Clustered index vs Non-clustered and how they look like in MongoDB

#mongodb #performance #programming #coding

When working with databases, performance optimization is often a key concern. One of the most effective ways to optimize queries is through indexing. In relational databases like SQL Server or MySQL, clustered and non-clustered indexes are important concepts for efficiently organizing and retrieving data. However, if you're moving to or working with NoSQL databases like MongoDB, you might wonder how these concepts apply. Let’s explore both and look at how MongoDB handles indexing.

What is an Index?

Before diving into clustered and non-clustered indexes, let's clarify what an index is. An index is a special data structure that improves the speed of data retrieval operations on a database table at the cost of additional storage space. Without an index, the database engine would have to perform a full scan of the entire collection or table to find the necessary records.

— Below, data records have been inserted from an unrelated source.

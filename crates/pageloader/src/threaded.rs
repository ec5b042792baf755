use std::collections::HashMap;
use std::sync::{Arc, Mutex, MutexGuard, PoisonError};
use std::thread::{self, JoinHandle};
use std::time::Duration;

use crossbeam_channel::{bounded, unbounded, Receiver, RecvTimeoutError, Sender, TryRecvError};
use image::imageops::{self, FilterType};
use image::DynamicImage;

use crate::cache::PageCache;
use crate::error::LoadError;
use crate::source::PageSource;
use crate::{PageBuffer, PageImageLoader, ReadyCallback};

/// Sizing knobs for [`ThreadedPageLoader`].
#[derive(Debug, Clone, Copy, PartialEq, Eq)]
pub struct LoaderOptions {
    pub workers: usize,
    pub prefetch_radius: usize,
    pub cache_capacity: usize,
}

impl Default for LoaderOptions {
    fn default() -> Self {
        Self {
            workers: 2,
            prefetch_radius: 1,
            cache_capacity: 6,
        }
    }
}

/// Outcome of polling a [`PageRequest`].
#[derive(Debug, Clone)]
pub enum RequestStatus {
    Ready(PageBuffer),
    Pending,
    /// The page could not be decoded; a later request may retry.
    Failed,
}

/// Handle to a single page decode that can be polled without blocking.
#[derive(Debug)]
pub struct PageRequest {
    page: usize,
    receiver: Receiver<PageBuffer>,
}

impl PageRequest {
    fn ready(page: usize, buffer: PageBuffer) -> Self {
        let (sender, receiver) = bounded(1);
        let _ = sender.send(buffer);
        Self { page, receiver }
    }

    pub fn page(&self) -> usize {
        self.page
    }

    pub fn poll(&self) -> RequestStatus {
        match self.receiver.try_recv() {
            Ok(buffer) => RequestStatus::Ready(buffer),
            Err(TryRecvError::Empty) => RequestStatus::Pending,
            Err(TryRecvError::Disconnected) => RequestStatus::Failed,
        }
    }

    /// Blocks for at most `timeout`; intended for tooling, never the render thread.
    pub fn wait(&self, timeout: Duration) -> Option<PageBuffer> {
        match self.receiver.recv_timeout(timeout) {
            Ok(buffer) => Some(buffer),
            Err(RecvTimeoutError::Timeout | RecvTimeoutError::Disconnected) => None,
        }
    }
}

enum Waiter {
    Callback(ReadyCallback),
    Request(Sender<PageBuffer>),
}

#[derive(Debug, Clone, Copy, PartialEq)]
struct RasterTarget {
    width: u32,
    height: u32,
    scale: f32,
    generation: u64,
}

impl RasterTarget {
    fn dimensions(&self) -> Option<(u32, u32)> {
        if self.width == 0 || self.height == 0 {
            return None;
        }
        let width = (self.width as f32 * self.scale).round().max(1.0) as u32;
        let height = (self.height as f32 * self.scale).round().max(1.0) as u32;
        Some((width, height))
    }
}

struct LoaderState {
    cache: PageCache,
    pending: HashMap<usize, Vec<Waiter>>,
    target: RasterTarget,
    /// Callback from the latest prefetch; re-rasterized pages notify it.
    last_on_ready: Option<ReadyCallback>,
}

struct Shared {
    source: Arc<dyn PageSource>,
    state: Mutex<LoaderState>,
}

impl Shared {
    fn lock(&self) -> MutexGuard<'_, LoaderState> {
        self.state.lock().unwrap_or_else(PoisonError::into_inner)
    }
}

/// Loader backed by a pool of decode threads fed through a job channel.
pub struct ThreadedPageLoader {
    shared: Arc<Shared>,
    jobs: Option<Sender<usize>>,
    workers: Vec<JoinHandle<()>>,
    prefetch_radius: usize,
}

impl ThreadedPageLoader {
    pub fn new(source: Arc<dyn PageSource>, options: LoaderOptions) -> Result<Self, LoadError> {
        let shared = Arc::new(Shared {
            source,
            state: Mutex::new(LoaderState {
                cache: PageCache::new(options.cache_capacity),
                pending: HashMap::new(),
                target: RasterTarget {
                    width: 0,
                    height: 0,
                    scale: 1.0,
                    generation: 0,
                },
                last_on_ready: None,
            }),
        });

        let (job_tx, job_rx) = unbounded::<usize>();
        let mut workers = Vec::with_capacity(options.workers.max(1));
        for index in 0..options.workers.max(1) {
            let shared = Arc::clone(&shared);
            let jobs = job_rx.clone();
            let handle = thread::Builder::new()
                .name(format!("pageflip-loader-{index}"))
                .spawn(move || {
                    for page in jobs.iter() {
                        run_job(&shared, page);
                    }
                })
                .map_err(LoadError::Spawn)?;
            workers.push(handle);
        }

        tracing::debug!(
            workers = workers.len(),
            pages = shared.source.page_count(),
            "page loader started"
        );
        Ok(Self {
            shared,
            jobs: Some(job_tx),
            workers,
            prefetch_radius: options.prefetch_radius,
        })
    }

    pub fn page_count(&self) -> usize {
        self.shared.source.page_count()
    }

    /// Starts (or joins) the decode of a single page and returns a pollable handle.
    pub fn request_page(&self, page: usize) -> PageRequest {
        let mut state = self.shared.lock();
        if let Some(buffer) = state.cache.get(page) {
            return PageRequest::ready(page, Arc::clone(buffer));
        }
        let (sender, receiver) = bounded(1);
        self.enqueue(&mut state, page, Waiter::Request(sender));
        PageRequest { page, receiver }
    }

    fn enqueue(&self, state: &mut LoaderState, page: usize, waiter: Waiter) {
        if let Some(waiters) = state.pending.get_mut(&page) {
            waiters.push(waiter);
            return;
        }
        let Some(jobs) = self.jobs.as_ref() else {
            return;
        };
        state.pending.insert(page, vec![waiter]);
        if jobs.send(page).is_err() {
            state.pending.remove(&page);
            tracing::warn!(page, "loader job queue closed; dropping request");
        }
    }
}

/// Prefetch order: the focus page first, then alternating forward and backward.
fn prefetch_window(focus: usize, radius: usize, count: usize) -> Vec<usize> {
    let mut pages = Vec::with_capacity(2 * radius + 1);
    if focus < count {
        pages.push(focus);
    }
    for distance in 1..=radius {
        if let Some(next) = focus.checked_add(distance).filter(|page| *page < count) {
            pages.push(next);
        }
        if let Some(previous) = focus.checked_sub(distance).filter(|page| *page < count) {
            pages.push(previous);
        }
    }
    pages
}

impl PageImageLoader for ThreadedPageLoader {
    fn peek(&self, page: usize) -> Option<PageBuffer> {
        self.shared.lock().cache.get(page).cloned()
    }

    fn prefetch_around(&self, page: usize, on_ready: ReadyCallback) {
        let window = prefetch_window(page, self.prefetch_radius, self.page_count());
        let mut state = self.shared.lock();
        state.cache.set_focus(page);
        state.last_on_ready = Some(Arc::clone(&on_ready));
        let mut scheduled = 0usize;
        for candidate in window {
            if state.cache.contains(candidate) {
                continue;
            }
            self.enqueue(&mut state, candidate, Waiter::Callback(Arc::clone(&on_ready)));
            scheduled += 1;
        }
        tracing::debug!(focus = page, scheduled, "prefetch requested");
    }

    fn set_target_raster_size(&self, width: u32, height: u32, scale: f32) {
        let scale = if scale.is_finite() && scale > 0.0 {
            scale
        } else {
            1.0
        };
        let mut state = self.shared.lock();
        let generation = state.target.generation + 1;
        state.target = RasterTarget {
            width,
            height,
            scale,
            generation,
        };
        let cached = state.cache.clear();
        tracing::debug!(
            width,
            height,
            scale,
            generation,
            redecode = cached.len(),
            "loader raster target changed"
        );
        if let Some(on_ready) = state.last_on_ready.clone() {
            for page in cached {
                self.enqueue(&mut state, page, Waiter::Callback(Arc::clone(&on_ready)));
            }
        }
    }
}

impl Drop for ThreadedPageLoader {
    fn drop(&mut self) {
        self.jobs.take();
        for handle in self.workers.drain(..) {
            let _ = handle.join();
        }
    }
}

fn run_job(shared: &Shared, page: usize) {
    loop {
        let target = shared.lock().target;
        let result = shared
            .source
            .decode(page)
            .map(|image| rasterize(image, target));

        let mut state = shared.lock();
        if state.target.generation != target.generation {
            tracing::debug!(page, "discarding decode for superseded raster size");
            continue;
        }
        let waiters = state.pending.remove(&page).unwrap_or_default();
        match result {
            Ok(buffer) => {
                let buffer: PageBuffer = Arc::new(buffer);
                state.cache.insert(page, Arc::clone(&buffer));
                drop(state);
                tracing::trace!(page, waiters = waiters.len(), "page decoded");
                for waiter in waiters {
                    match waiter {
                        Waiter::Callback(callback) => (*callback)(),
                        Waiter::Request(sender) => {
                            let _ = sender.send(Arc::clone(&buffer));
                        }
                    }
                }
            }
            Err(error) => {
                drop(state);
                tracing::warn!(page, error = %error, "page decode failed; placeholder stays");
            }
        }
        return;
    }
}

fn rasterize(image: DynamicImage, target: RasterTarget) -> image::RgbaImage {
    let rgba = image.into_rgba8();
    match target.dimensions() {
        Some((width, height)) if (width, height) != rgba.dimensions() => {
            imageops::resize(&rgba, width, height, FilterType::Triangle)
        }
        _ => rgba,
    }
}

#[cfg(test)]
mod tests {
    use super::*;

    #[test]
    fn window_starts_at_focus_and_alternates() {
        assert_eq!(prefetch_window(5, 2, 20), vec![5, 6, 4, 7, 3]);
    }

    #[test]
    fn window_is_clipped_to_document() {
        assert_eq!(prefetch_window(0, 1, 20), vec![0, 1]);
        assert_eq!(prefetch_window(19, 1, 20), vec![19, 18]);
        assert!(prefetch_window(25, 1, 20).is_empty());
    }

    #[test]
    fn raster_target_applies_scale() {
        let target = RasterTarget {
            width: 200,
            height: 100,
            scale: 0.5,
            generation: 1,
        };
        assert_eq!(target.dimensions(), Some((100, 50)));
        let unset = RasterTarget {
            width: 0,
            ..target
        };
        assert_eq!(unset.dimensions(), None);
    }
}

Clustered vs Non-Clustered Index

1. Clustered Index

Definition: A clustered index is a type of index where the data rows are stored physically on the disk in the same order as the index. In other words, the clustered index defines the order in which data is stored in a table.
Key Features:
- A table can have only one clustered index because the data can only be sorted in one way.
- The actual data of the table is part of the clustered index.
- Clustered indexes are generally created on a primary key.
- Faster data retrieval for range queries, as data is stored in sorted order.

2. Non-Clustered Index

Definition: A non-clustered index stores the data separately from the actual table. The index contains pointers to the physical location of the data rather than storing the data in the index itself.
Key Features:
- A table can have multiple non-clustered indexes.
- Non-clustered indexes are generally used to speed up lookups for columns that are not sorted physically.
- It creates a logical ordering of data that points to the physical data blocks.
- They take up additional space because they are separate from the data table.

3. When to Use Each Type

Choose a clustered index when:

You frequently run range queries
The column has high cardinality (many unique values)
You need fast data retrieval for a specific column

Opt for non-clustered indexes when:

You need multiple indexes on a table
You frequently search for specific values
You want to index columns used in JOIN, WHERE, and ORDER BY clauses

Indexing in MongoDB

MongoDB, being a NoSQL database, does not use the exact same terminology as SQL databases when it comes to indexes, but the underlying concepts of how data is indexed are similar. MongoDB uses B-tree indexes to store and retrieve data efficiently, and indexes can drastically improve query performance.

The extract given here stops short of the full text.